Assigned task: Please copy every line of the data in which the string "removed" appears.

Dataset entries:
%%
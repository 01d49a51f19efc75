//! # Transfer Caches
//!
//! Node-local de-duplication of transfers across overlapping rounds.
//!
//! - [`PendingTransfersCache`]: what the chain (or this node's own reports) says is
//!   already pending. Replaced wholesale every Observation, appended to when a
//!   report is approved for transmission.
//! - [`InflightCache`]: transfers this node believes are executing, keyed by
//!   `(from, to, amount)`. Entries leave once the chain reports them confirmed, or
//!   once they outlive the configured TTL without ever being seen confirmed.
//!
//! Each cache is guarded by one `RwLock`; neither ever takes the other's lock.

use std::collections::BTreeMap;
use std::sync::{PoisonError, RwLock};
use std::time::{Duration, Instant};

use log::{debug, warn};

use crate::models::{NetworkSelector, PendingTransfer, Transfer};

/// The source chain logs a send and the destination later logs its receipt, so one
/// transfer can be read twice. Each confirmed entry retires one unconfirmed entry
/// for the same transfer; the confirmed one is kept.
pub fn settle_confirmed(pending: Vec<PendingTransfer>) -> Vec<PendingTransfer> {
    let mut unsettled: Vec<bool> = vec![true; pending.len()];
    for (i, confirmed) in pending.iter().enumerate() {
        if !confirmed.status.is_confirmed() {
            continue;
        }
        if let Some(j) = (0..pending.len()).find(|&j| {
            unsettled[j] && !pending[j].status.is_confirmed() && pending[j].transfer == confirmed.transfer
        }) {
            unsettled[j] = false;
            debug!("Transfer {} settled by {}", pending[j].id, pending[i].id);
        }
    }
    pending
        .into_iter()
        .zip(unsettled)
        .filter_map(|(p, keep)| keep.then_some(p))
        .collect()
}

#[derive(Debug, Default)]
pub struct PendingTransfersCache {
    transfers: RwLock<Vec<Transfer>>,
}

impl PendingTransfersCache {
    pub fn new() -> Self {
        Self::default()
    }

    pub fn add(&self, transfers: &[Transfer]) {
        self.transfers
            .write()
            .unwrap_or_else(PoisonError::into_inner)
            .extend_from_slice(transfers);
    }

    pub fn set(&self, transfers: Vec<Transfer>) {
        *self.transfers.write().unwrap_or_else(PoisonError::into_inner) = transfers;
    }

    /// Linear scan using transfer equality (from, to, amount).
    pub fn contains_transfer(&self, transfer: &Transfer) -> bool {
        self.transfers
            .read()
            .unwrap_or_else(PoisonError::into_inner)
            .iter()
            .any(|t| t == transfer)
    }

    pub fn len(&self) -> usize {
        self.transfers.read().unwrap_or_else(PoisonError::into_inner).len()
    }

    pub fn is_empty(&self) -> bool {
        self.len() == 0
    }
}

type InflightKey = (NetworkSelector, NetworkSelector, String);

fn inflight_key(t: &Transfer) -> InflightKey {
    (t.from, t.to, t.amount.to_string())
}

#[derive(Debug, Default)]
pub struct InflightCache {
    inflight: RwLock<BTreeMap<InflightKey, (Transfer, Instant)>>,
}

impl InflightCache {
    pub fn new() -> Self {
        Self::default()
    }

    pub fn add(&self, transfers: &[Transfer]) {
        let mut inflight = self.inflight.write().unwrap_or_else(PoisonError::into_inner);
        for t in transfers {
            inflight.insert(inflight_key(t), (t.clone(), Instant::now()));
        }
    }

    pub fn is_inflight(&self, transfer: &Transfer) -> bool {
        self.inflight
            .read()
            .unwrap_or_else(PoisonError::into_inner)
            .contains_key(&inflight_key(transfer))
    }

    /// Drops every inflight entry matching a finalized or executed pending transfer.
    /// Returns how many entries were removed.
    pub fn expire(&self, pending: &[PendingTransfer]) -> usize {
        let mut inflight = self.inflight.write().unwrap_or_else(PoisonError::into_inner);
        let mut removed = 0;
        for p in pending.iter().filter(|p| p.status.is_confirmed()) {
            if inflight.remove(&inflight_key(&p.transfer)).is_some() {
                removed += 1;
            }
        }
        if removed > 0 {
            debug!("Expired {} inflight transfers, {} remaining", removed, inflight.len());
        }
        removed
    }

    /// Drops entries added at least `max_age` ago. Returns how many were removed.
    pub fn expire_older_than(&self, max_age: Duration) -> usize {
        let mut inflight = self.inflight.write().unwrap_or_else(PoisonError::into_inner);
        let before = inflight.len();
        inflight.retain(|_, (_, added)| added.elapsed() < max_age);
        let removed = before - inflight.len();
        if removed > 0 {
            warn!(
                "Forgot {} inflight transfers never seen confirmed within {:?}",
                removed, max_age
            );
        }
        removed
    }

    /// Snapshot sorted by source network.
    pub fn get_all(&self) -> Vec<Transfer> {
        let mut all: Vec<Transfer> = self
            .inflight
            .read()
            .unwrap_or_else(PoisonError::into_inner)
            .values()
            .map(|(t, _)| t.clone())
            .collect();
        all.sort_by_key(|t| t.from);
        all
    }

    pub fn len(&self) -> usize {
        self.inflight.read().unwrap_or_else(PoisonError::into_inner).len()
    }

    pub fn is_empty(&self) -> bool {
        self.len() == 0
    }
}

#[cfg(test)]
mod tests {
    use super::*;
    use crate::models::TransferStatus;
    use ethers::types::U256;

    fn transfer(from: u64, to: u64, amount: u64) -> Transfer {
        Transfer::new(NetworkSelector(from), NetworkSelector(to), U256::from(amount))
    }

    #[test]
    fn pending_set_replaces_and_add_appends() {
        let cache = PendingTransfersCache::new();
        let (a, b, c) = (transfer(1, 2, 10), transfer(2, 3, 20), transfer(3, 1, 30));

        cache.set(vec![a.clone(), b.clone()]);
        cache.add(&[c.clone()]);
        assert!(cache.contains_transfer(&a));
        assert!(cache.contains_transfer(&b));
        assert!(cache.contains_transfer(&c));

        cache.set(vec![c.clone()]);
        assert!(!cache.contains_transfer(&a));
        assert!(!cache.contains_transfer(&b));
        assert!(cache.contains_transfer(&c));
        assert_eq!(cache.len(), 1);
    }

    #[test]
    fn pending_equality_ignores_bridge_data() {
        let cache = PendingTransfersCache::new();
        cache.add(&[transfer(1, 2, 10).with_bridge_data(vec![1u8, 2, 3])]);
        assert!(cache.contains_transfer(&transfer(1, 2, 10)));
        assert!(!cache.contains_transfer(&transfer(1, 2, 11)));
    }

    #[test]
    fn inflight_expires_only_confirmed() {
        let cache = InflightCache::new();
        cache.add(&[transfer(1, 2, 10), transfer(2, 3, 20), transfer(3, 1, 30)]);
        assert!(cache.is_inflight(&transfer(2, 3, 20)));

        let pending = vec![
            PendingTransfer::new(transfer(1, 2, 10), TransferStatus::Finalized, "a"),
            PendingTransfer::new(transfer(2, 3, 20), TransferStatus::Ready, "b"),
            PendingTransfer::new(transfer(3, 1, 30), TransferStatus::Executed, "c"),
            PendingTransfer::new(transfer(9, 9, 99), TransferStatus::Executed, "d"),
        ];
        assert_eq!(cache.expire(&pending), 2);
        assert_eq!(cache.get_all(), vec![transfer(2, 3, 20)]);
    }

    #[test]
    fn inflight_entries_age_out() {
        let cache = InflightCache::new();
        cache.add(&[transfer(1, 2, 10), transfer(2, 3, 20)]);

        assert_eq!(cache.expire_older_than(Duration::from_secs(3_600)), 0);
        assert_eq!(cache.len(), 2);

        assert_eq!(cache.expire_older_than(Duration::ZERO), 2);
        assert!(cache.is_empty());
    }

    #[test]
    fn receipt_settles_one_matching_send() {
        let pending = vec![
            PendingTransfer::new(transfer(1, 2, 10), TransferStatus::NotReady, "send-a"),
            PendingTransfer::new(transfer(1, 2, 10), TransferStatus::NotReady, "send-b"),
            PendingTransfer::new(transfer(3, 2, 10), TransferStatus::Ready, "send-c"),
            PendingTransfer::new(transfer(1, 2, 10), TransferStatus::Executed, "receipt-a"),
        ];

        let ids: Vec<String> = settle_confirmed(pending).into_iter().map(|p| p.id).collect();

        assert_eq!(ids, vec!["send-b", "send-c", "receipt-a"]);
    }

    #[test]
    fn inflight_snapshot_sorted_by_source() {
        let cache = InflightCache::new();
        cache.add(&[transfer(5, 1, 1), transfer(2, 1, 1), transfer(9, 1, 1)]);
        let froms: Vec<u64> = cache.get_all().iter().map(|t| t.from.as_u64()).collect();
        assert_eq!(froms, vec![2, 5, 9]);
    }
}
%%
Problem solution:
    /// Returns how many entries were removed.
        let mut removed = 0;
                removed += 1;
        if removed > 0 {
            debug!("Expired {} inflight transfers, {} remaining", removed, inflight.len());
        removed
    /// Drops entries added at least `max_age` ago. Returns how many were removed.
        let removed = before - inflight.len();
        if removed > 0 {
                removed, max_age
        removed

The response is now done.